#### Data in this exercise

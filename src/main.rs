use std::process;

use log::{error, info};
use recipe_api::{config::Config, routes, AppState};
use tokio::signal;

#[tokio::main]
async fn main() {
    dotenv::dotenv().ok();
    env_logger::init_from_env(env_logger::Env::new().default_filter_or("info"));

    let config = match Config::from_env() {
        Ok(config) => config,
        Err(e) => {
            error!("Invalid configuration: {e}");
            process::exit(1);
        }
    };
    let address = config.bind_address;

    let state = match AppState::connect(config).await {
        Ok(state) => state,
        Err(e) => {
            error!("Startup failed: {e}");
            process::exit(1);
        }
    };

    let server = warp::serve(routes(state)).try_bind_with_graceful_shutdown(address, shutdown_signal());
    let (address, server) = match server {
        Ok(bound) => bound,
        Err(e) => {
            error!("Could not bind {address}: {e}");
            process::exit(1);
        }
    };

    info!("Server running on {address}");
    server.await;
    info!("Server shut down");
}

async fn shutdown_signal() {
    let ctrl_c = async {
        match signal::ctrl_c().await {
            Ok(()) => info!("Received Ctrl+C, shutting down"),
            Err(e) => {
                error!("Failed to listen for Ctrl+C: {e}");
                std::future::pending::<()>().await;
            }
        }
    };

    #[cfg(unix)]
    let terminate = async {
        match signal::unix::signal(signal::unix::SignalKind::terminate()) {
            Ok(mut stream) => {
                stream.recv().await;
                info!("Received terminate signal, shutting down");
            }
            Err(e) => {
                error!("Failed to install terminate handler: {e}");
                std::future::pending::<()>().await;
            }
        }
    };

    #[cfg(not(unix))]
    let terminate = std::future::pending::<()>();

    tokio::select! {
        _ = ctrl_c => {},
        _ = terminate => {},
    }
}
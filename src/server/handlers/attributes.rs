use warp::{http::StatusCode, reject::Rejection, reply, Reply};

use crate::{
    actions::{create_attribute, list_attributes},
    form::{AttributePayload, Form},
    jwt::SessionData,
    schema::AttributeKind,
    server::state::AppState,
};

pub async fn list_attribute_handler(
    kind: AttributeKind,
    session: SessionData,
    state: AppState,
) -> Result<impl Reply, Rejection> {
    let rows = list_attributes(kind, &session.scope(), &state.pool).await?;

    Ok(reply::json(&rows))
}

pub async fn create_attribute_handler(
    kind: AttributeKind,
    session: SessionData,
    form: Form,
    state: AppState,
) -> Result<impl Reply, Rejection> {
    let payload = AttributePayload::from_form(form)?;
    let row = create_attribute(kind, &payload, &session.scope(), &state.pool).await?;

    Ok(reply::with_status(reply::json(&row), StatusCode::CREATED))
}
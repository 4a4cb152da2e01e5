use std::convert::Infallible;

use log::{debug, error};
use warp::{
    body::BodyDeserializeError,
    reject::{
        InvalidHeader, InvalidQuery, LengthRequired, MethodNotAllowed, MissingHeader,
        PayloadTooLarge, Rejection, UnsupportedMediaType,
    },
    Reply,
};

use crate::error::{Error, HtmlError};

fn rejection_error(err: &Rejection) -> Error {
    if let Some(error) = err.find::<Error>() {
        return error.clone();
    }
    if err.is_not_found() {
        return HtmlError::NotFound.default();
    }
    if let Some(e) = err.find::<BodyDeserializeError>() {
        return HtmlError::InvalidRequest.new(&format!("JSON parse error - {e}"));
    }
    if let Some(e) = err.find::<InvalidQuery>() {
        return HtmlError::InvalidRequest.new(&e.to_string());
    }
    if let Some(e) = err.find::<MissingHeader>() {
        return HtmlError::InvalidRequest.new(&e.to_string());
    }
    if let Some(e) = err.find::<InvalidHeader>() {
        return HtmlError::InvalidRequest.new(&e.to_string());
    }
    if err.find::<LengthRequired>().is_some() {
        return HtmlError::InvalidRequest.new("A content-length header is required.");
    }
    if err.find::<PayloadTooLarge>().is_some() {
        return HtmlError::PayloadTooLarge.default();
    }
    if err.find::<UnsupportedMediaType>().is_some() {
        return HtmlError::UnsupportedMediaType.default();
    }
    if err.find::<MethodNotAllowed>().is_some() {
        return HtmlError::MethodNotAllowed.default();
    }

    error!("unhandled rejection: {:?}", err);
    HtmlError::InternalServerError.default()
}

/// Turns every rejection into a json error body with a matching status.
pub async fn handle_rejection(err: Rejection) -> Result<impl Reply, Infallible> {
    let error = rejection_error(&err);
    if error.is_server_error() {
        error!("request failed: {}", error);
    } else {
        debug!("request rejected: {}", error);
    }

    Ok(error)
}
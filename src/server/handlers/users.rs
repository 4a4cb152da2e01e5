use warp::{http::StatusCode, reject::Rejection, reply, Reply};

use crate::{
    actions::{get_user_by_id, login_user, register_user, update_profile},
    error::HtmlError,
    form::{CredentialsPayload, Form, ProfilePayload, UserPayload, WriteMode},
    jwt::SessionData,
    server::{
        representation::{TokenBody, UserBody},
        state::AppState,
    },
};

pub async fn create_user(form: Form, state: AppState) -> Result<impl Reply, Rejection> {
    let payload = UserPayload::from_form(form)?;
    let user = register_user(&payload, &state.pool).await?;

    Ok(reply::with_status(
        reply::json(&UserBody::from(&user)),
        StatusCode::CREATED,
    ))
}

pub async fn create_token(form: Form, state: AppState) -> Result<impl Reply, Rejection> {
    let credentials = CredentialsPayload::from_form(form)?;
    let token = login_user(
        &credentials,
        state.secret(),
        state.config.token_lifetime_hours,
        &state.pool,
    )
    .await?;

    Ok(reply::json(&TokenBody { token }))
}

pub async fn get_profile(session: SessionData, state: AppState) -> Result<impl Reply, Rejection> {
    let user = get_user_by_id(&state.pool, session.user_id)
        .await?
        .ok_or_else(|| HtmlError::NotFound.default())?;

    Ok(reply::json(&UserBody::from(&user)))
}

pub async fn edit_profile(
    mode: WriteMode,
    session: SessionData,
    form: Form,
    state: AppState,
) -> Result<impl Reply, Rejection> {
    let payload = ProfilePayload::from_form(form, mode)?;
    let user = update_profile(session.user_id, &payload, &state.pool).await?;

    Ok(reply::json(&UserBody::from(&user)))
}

#### Exercise
Give the data again, unchanged in every line.

#### The answer
filename src/main.rs
use std::process;

use log::{error, info};
use recipe_api::{config::Config, routes, AppState};
use tokio::signal;

#[tokio::main]
async fn main() {
    dotenv::dotenv().ok();
    env_logger::init_from_env(env_logger::Env::new().default_filter_or("info"));

    let config = match Config::from_env() {
        Ok(config) => config,
        Err(e) => {
            error!("Invalid configuration: {e}");
            process::exit(1);
        }
    };
    let address = config.bind_address;

    let state = match AppState::connect(config).await {
        Ok(state) => state,
        Err(e) => {
            error!("Startup failed: {e}");
            process::exit(1);
        }
    };

    let server = warp::serve(routes(state)).try_bind_with_graceful_shutdown(address, shutdown_signal());
    let (address, server) = match server {
        Ok(bound) => bound,
        Err(e) => {
            error!("Could not bind {address}: {e}");
            process::exit(1);
        }
    };

    info!("Server running on {address}");
    server.await;
    info!("Server shut down");
}

async fn shutdown_signal() {
    let ctrl_c = async {
        match signal::ctrl_c().await {
            Ok(()) => info!("Received Ctrl+C, shutting down"),
            Err(e) => {
                error!("Failed to listen for Ctrl+C: {e}");
                std::future::pending::<()>().await;
            }
        }
    };

    #[cfg(unix)]
    let terminate = async {
        match signal::unix::signal(signal::unix::SignalKind::terminate()) {
            Ok(mut stream) => {
                stream.recv().await;
                info!("Received terminate signal, shutting down");
            }
            Err(e) => {
                error!("Failed to install terminate handler: {e}");
                std::future::pending::<()>().await;
            }
        }
    };

    #[cfg(not(unix))]
    let terminate = std::future::pending::<()>();

    tokio::select! {
        _ = ctrl_c => {},
        _ = terminate => {},
    }
}
filename src/server/handlers/attributes.rs
use warp::{http::StatusCode, reject::Rejection, reply, Reply};

use crate::{
    actions::{create_attribute, list_attributes},
    form::{AttributePayload, Form},
    jwt::SessionData,
    schema::AttributeKind,
    server::state::AppState,
};

pub async fn list_attribute_handler(
    kind: AttributeKind,
    session: SessionData,
    state: AppState,
) -> Result<impl Reply, Rejection> {
    let rows = list_attributes(kind, &session.scope(), &state.pool).await?;

    Ok(reply::json(&rows))
}

pub async fn create_attribute_handler(
    kind: AttributeKind,
    session: SessionData,
    form: Form,
    state: AppState,
) -> Result<impl Reply, Rejection> {
    let payload = AttributePayload::from_form(form)?;
    let row = create_attribute(kind, &payload, &session.scope(), &state.pool).await?;

    Ok(reply::with_status(reply::json(&row), StatusCode::CREATED))
}
repository 4a4cb152da2e01e5
use std::convert::Infallible;

use log::{debug, error};
use warp::{
    body::BodyDeserializeError,
    reject::{
        InvalidHeader, InvalidQuery, LengthRequired, MethodNotAllowed, MissingHeader,
        PayloadTooLarge, Rejection, UnsupportedMediaType,
    },
    Reply,
};

use crate::error::{Error, HtmlError};

fn rejection_error(err: &Rejection) -> Error {
    if let Some(error) = err.find::<Error>() {
        return error.clone();
    }
    if err.is_not_found() {
        return HtmlError::NotFound.default();
    }
    if let Some(e) = err.find::<BodyDeserializeError>() {
        return HtmlError::InvalidRequest.new(&format!("JSON parse error - {e}"));
    }
    if let Some(e) = err.find::<InvalidQuery>() {
        return HtmlError::InvalidRequest.new(&e.to_string());
    }
    if let Some(e) = err.find::<MissingHeader>() {
        return HtmlError::InvalidRequest.new(&e.to_string());
    }
    if let Some(e) = err.find::<InvalidHeader>() {
        return HtmlError::InvalidRequest.new(&e.to_string());
    }
    if err.find::<LengthRequired>().is_some() {
        return HtmlError::InvalidRequest.new("A content-length header is required.");
    }
    if err.find::<PayloadTooLarge>().is_some() {
        return HtmlError::PayloadTooLarge.default();
    }
    if err.find::<UnsupportedMediaType>().is_some() {
        return HtmlError::UnsupportedMediaType.default();
    }
    if err.find::<MethodNotAllowed>().is_some() {
        return HtmlError::MethodNotAllowed.default();
    }

    error!("unhandled rejection: {:?}", err);
    HtmlError::InternalServerError.default()
}

/// Turns every rejection into a json error body with a matching status.
pub async fn handle_rejection(err: Rejection) -> Result<impl Reply, Infallible> {
    let error = rejection_error(&err);
    if error.is_server_error() {
        error!("request failed: {}", error);
    } else {
        debug!("request rejected: {}", error);
    }

    Ok(error)
}
filename src/server/handlers/users.rs
repository 4a4cb152da2e01e5
use warp::{http::StatusCode, reject::Rejection, reply, Reply};

use crate::{
    actions::{get_user_by_id, login_user, register_user, update_profile},
    error::HtmlError,
    form::{CredentialsPayload, Form, ProfilePayload, UserPayload, WriteMode},
    jwt::SessionData,
    server::{
        representation::{TokenBody, UserBody},
        state::AppState,
    },
};

pub async fn create_user(form: Form, state: AppState) -> Result<impl Reply, Rejection> {
    let payload = UserPayload::from_form(form)?;
    let user = register_user(&payload, &state.pool).await?;

    Ok(reply::with_status(
        reply::json(&UserBody::from(&user)),
        StatusCode::CREATED,
    ))
}

pub async fn create_token(form: Form, state: AppState) -> Result<impl Reply, Rejection> {
    let credentials = CredentialsPayload::from_form(form)?;
    let token = login_user(
        &credentials,
        state.secret(),
        state.config.token_lifetime_hours,
        &state.pool,
    )
    .await?;

    Ok(reply::json(&TokenBody { token }))
}

pub async fn get_profile(session: SessionData, state: AppState) -> Result<impl Reply, Rejection> {
    let user = get_user_by_id(&state.pool, session.user_id)
        .await?
        .ok_or_else(|| HtmlError::NotFound.default())?;

    Ok(reply::json(&UserBody::from(&user)))
}

pub async fn edit_profile(
    mode: WriteMode,
    session: SessionData,
    form: Form,
    state: AppState,
) -> Result<impl Reply, Rejection> {
    let payload = ProfilePayload::from_form(form, mode)?;
    let user = update_profile(session.user_id, &payload, &state.pool).await?;

    Ok(reply::json(&UserBody::from(&user)))
}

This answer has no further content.